There should be progressive taxation for the higher income groups, and universalisation of access to health services by subsidising the poor using both local and outside funds coming both from inside and outside the health sector (in Vietnam, it has been proposed that, in rural areas: The government should end up paying 75 per cent of all health care costs; the community 10 per cent; foreign aid 10 per cent; and user fees 5 per cent. In urban areas: taxes should cover 50-60 per cent of the costs; health insurance 20-25 per cent; fees 10 per cent; and foreign aid 5 per cent).
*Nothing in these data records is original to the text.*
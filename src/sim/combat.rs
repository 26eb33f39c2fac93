//! Combat resolution: cooldowns, damage rolls, mitigation, targeting
//!
//! The player never aims. Each attack (the basic attack and every equipped
//! weapon) fires at the nearest living enemy in range as soon as its own
//! cooldown hits zero. Enemies hurt the player by touching them, every tick
//! they overlap.

use rand::Rng;

use super::state::{Enemy, GameEvent, Player};
use super::stats::StatKind;
use crate::consts::TICKS_PER_SECOND;

/// Outcome of one damage roll
#[derive(Debug, Clone, Copy, PartialEq)]
pub struct Hit {
    pub damage: f32,
    pub critical: bool,
}

/// `damage_stat * (crit_damage if roll < crit_chance) * weapon_multiplier`
pub fn roll_damage(player: &Player, weapon_multiplier: f32, rng: &mut impl Rng) -> Hit {
    let roll: f32 = rng.random();
    let critical = roll < player.stat(StatKind::CritChance);
    let crit = if critical {
        player.stat(StatKind::CritDamage)
    } else {
        1.0
    };
    Hit {
        damage: player.stat(StatKind::Damage) * crit * weapon_multiplier,
        critical,
    }
}

/// `max(1, incoming * (1 - defense / 100))`. Defense is not clamped.
pub fn mitigate(incoming: f32, defense: f32) -> f32 {
    (incoming * (1.0 - defense / 100.0)).max(1.0)
}

/// Ticks until the basic attack is ready again after firing
pub fn basic_cooldown_ticks(player: &Player) -> u32 {
    let ticks = TICKS_PER_SECOND as f32 / player.stat(StatKind::AttackSpeed)
        * player.stat(StatKind::CooldownScale);
    cooldown_from(ticks)
}

/// Ticks until a weapon is ready again after firing
pub fn weapon_cooldown_ticks(player: &Player, cooldown_secs: f32) -> u32 {
    let ticks =
        cooldown_secs * TICKS_PER_SECOND as f32 * player.stat(StatKind::CooldownScale);
    cooldown_from(ticks)
}

fn cooldown_from(ticks: f32) -> u32 {
    if ticks.is_finite() {
        ticks.ceil().max(1.0) as u32
    } else {
        u32::MAX
    }
}

/// Index of the nearest living enemy within `range` of `player`.
/// Ties go to the earliest enemy in the slice.
pub fn nearest_target(player: &Player, enemies: &[Enemy], range: f32) -> Option<usize> {
    let mut best: Option<(usize, f32)> = None;
    for (i, enemy) in enemies.iter().enumerate() {
        if enemy.dead {
            continue;
        }
        let dist = enemy.pos.distance(player.pos);
        if dist > range {
            continue;
        }
        if best.is_none_or(|(_, d)| dist < d) {
            best = Some((i, dist));
        }
    }
    best.map(|(i, _)| i)
}

/// Apply contact damage from every overlapping living enemy.
/// Returns true if the player died.
pub fn resolve_contact_damage(player: &mut Player, enemies: &[Enemy], events: &mut Vec<GameEvent>) -> bool {
    let bounds = player.bounds();
    let defense = player.stat(StatKind::Defense);
    for enemy in enemies {
        if enemy.dead || !bounds.intersects(&enemy.bounds()) {
            continue;
        }
        let damage = mitigate(enemy.damage, defense);
        player.health = (player.health - damage).max(0.0);
        events.push(GameEvent::PlayerHit { damage });
        if player.is_dead() {
            return true;
        }
    }
    false
}

/// Running totals for kills made during a tick
#[derive(Debug, Clone, Copy, Default, PartialEq, Eq)]
pub struct KillTally {
    pub kills: u32,
    pub money: u32,
}

/// Fire the basic attack and every ready weapon at the nearest target.
/// Attacks without a target in range keep their cooldown at zero.
pub fn resolve_auto_attacks(
    player: &mut Player,
    enemies: &mut [Enemy],
    rng: &mut impl Rng,
    events: &mut Vec<GameEvent>,
) -> KillTally {
    let mut tally = KillTally::default();
    let range = player.stat(StatKind::AttackRange);

    if player.attack_cooldown > 0 {
        player.attack_cooldown -= 1;
    }
    if player.attack_cooldown == 0 {
        if let Some(target) = nearest_target(player, enemies, range) {
            let hit = roll_damage(player, 1.0, rng);
            strike(&mut enemies[target], hit, None, &mut tally, events);
            player.attack_cooldown = basic_cooldown_ticks(player);
        }
    }

    for slot in 0..player.equipment.actives().len() {
        let (ready, weapon) = {
            let ws = &mut player.equipment.actives_mut()[slot];
            if ws.cooldown_ticks > 0 {
                ws.cooldown_ticks -= 1;
            }
            (ws.cooldown_ticks == 0, ws.weapon)
        };
        if !ready {
            continue;
        }
        let Some(target) = nearest_target(player, enemies, range) else {
            continue;
        };
        let hit = roll_damage(player, weapon.damage_multiplier, rng);
        strike(&mut enemies[target], hit, Some(slot), &mut tally, events);
        let cooldown = weapon_cooldown_ticks(player, weapon.cooldown_secs);
        player.equipment.actives_mut()[slot].cooldown_ticks = cooldown;
    }

    player.money += tally.money;
    tally
}

fn strike(enemy: &mut Enemy, hit: Hit, weapon: Option<usize>, tally: &mut KillTally, events: &mut Vec<GameEvent>) {
    events.push(GameEvent::Attack {
        target: enemy.id,
        damage: hit.damage,
        critical: hit.critical,
        weapon,
    });
    if enemy.take_damage(hit.damage) {
        tally.kills += 1;
        tally.money += enemy.reward;
        events.push(GameEvent::EnemyKilled {
            id: enemy.id,
            kind: enemy.kind,
            pos: enemy.pos,
            reward: enemy.reward,
        });
    }
}

#[cfg(test)]
mod tests {
    use super::*;
    use crate::sim::equipment::default_catalog;
    use crate::sim::spawn::{EnemyKind, KindStats};
    use crate::tuning::Tuning;
    use glam::Vec2;
    use proptest::prelude::*;
    use rand::SeedableRng;
    use rand_pcg::Pcg32;

    fn enemy_at(id: u32, pos: Vec2, health: f32) -> Enemy {
        Enemy::new(
            id,
            EnemyKind::Slime,
            pos,
            KindStats {
                health,
                damage: 5.0,
                speed: 0.0,
                reward: 15,
            },
        )
    }

    #[test]
    fn test_mitigation_bounds() {
        assert_eq!(mitigate(40.0, 0.0), 40.0);
        assert_eq!(mitigate(40.0, 100.0), 1.0);
        assert_eq!(mitigate(40.0, 250.0), 1.0);
        assert_eq!(mitigate(40.0, 50.0), 20.0);
    }

    proptest! {
        #[test]
        fn prop_mitigation_never_below_one(dmg in 0.0f32..10_000.0, defense in 0.0f32..500.0) {
            let out = mitigate(dmg, defense);
            prop_assert!(out >= 1.0);
            prop_assert!(out <= dmg.max(1.0));
        }
    }

    #[test]
    fn test_basic_cooldown_from_attack_speed() {
        let player = Player::new(&Tuning::default());
        // 60 / 2.5
        assert_eq!(basic_cooldown_ticks(&player), 24);
        assert_eq!(weapon_cooldown_ticks(&player, 1.5), 90);
    }

    #[test]
    fn test_cooldown_scale_shortens_weapons() {
        let mut player = Player::new(&Tuning::default());
        let tome = default_catalog()
            .into_iter()
            .find(|i| i.name == "Empty Tome")
            .unwrap();
        player.equipment.equip(tome, &mut player.stats).unwrap();
        assert_eq!(weapon_cooldown_ticks(&player, 2.0), 102);
    }

    #[test]
    fn test_guaranteed_and_impossible_crits() {
        let mut rng = Pcg32::seed_from_u64(1);
        let mut player = Player::new(&Tuning::default());
        player.stats.push_multiplier(StatKind::CritChance, 0.0);
        for _ in 0..100 {
            let hit = roll_damage(&player, 1.5, &mut rng);
            assert!(!hit.critical);
            assert_eq!(hit.damage, 30.0);
        }
        player.stats.remove_multiplier(StatKind::CritChance, 0.0);
        player.stats.push_multiplier(StatKind::CritChance, 100.0);
        let hit = roll_damage(&player, 1.0, &mut rng);
        assert!(hit.critical);
        assert_eq!(hit.damage, 40.0);
    }

    #[test]
    fn test_targets_nearest_living_in_range() {
        let player = Player::new(&Tuning::default());
        let p = player.pos;
        let mut enemies = vec![
            enemy_at(1, p + Vec2::new(100.0, 0.0), 10.0),
            enemy_at(2, p + Vec2::new(0.0, 40.0), 10.0),
            enemy_at(3, p + Vec2::new(-40.0, 0.0), 10.0),
            enemy_at(4, p + Vec2::new(10.0, 0.0), 10.0),
            enemy_at(5, p + Vec2::new(1000.0, 0.0), 10.0),
        ];
        enemies[3].dead = true;
        // 2 and 3 tie; first encountered wins
        assert_eq!(nearest_target(&player, &enemies, 150.0), Some(1));
        assert_eq!(nearest_target(&player, &enemies, 30.0), None);
    }

    #[test]
    fn test_attack_kills_once_and_pays() {
        let mut rng = Pcg32::seed_from_u64(9);
        let mut player = Player::new(&Tuning::default());
        player.stats.push_multiplier(StatKind::CritChance, 0.0);
        let money = player.money;
        let mut enemies = vec![enemy_at(1, player.pos + Vec2::new(50.0, 0.0), 15.0)];
        let mut events = Vec::new();

        let tally = resolve_auto_attacks(&mut player, &mut enemies, &mut rng, &mut events);
        assert_eq!(tally, KillTally { kills: 1, money: 15 });
        assert_eq!(player.money, money + 15);
        assert_eq!(player.attack_cooldown, 24);

        // Dead targets are never picked again
        player.attack_cooldown = 0;
        let tally = resolve_auto_attacks(&mut player, &mut enemies, &mut rng, &mut events);
        assert_eq!(tally, KillTally::default());
        assert_eq!(player.attack_cooldown, 0);
        assert_eq!(player.money, money + 15);
    }

    #[test]
    fn test_weapons_fire_on_their_own_cooldowns() {
        let mut rng = Pcg32::seed_from_u64(2);
        let mut player = Player::new(&Tuning::default());
        let knife = default_catalog()
            .into_iter()
            .find(|i| i.name == "Knife")
            .unwrap();
        player.equipment.equip(knife, &mut player.stats).unwrap();
        let mut enemies = vec![enemy_at(1, player.pos + Vec2::new(50.0, 0.0), 1.0e9)];
        let mut events = Vec::new();

        resolve_auto_attacks(&mut player, &mut enemies, &mut rng, &mut events);
        let weapon_shots = |events: &[GameEvent]| {
            events
                .iter()
                .filter(|e| matches!(e, GameEvent::Attack { weapon: Some(0), .. }))
                .count()
        };
        assert_eq!(weapon_shots(&events), 1);
        assert_eq!(player.equipment.actives()[0].cooldown_ticks, 60);

        for _ in 0..59 {
            resolve_auto_attacks(&mut player, &mut enemies, &mut rng, &mut events);
        }
        assert_eq!(weapon_shots(&events), 1);
        resolve_auto_attacks(&mut player, &mut enemies, &mut rng, &mut events);
        assert_eq!(weapon_shots(&events), 2);
    }

    #[test]
    fn test_contact_damage_every_tick_and_death() {
        let mut player = Player::new(&Tuning::default());
        let mut enemies = vec![enemy_at(1, player.pos + Vec2::new(5.0, 5.0), 10.0)];
        enemies[0].damage = 50.0;
        let mut events = Vec::new();

        // defense 10 => 45 per tick
        assert!(!resolve_contact_damage(&mut player, &enemies, &mut events));
        assert_eq!(player.health, 155.0);
        assert!(!resolve_contact_damage(&mut player, &enemies, &mut events));
        assert_eq!(player.health, 110.0);
        for _ in 0..2 {
            resolve_contact_damage(&mut player, &enemies, &mut events);
        }
        assert!(resolve_contact_damage(&mut player, &enemies, &mut events));
        assert_eq!(player.health, 0.0);
    }
}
There is no escape. In one way or another, the government has to increase its health spending. The main challenge will ultimately be to convince people that what is proposed is for them to reduce their "envelope payments," and, instead, pay a clearly identified local health tax with safety net for the poor.
If a strong argument is to be made for these resources to be channelled into the public sector, or other forms of organised financing, society must be convinced that the resources will be used effectively. Without this assurance, it is likely to prove impossible for the policy makers to convince the public that health service resource mobilisation is not "just another tax," and evade it accordingly.

Dr. Zulfiquer Ahmed Amin, a physician, is specialist in Public Health Administration and Health Economics.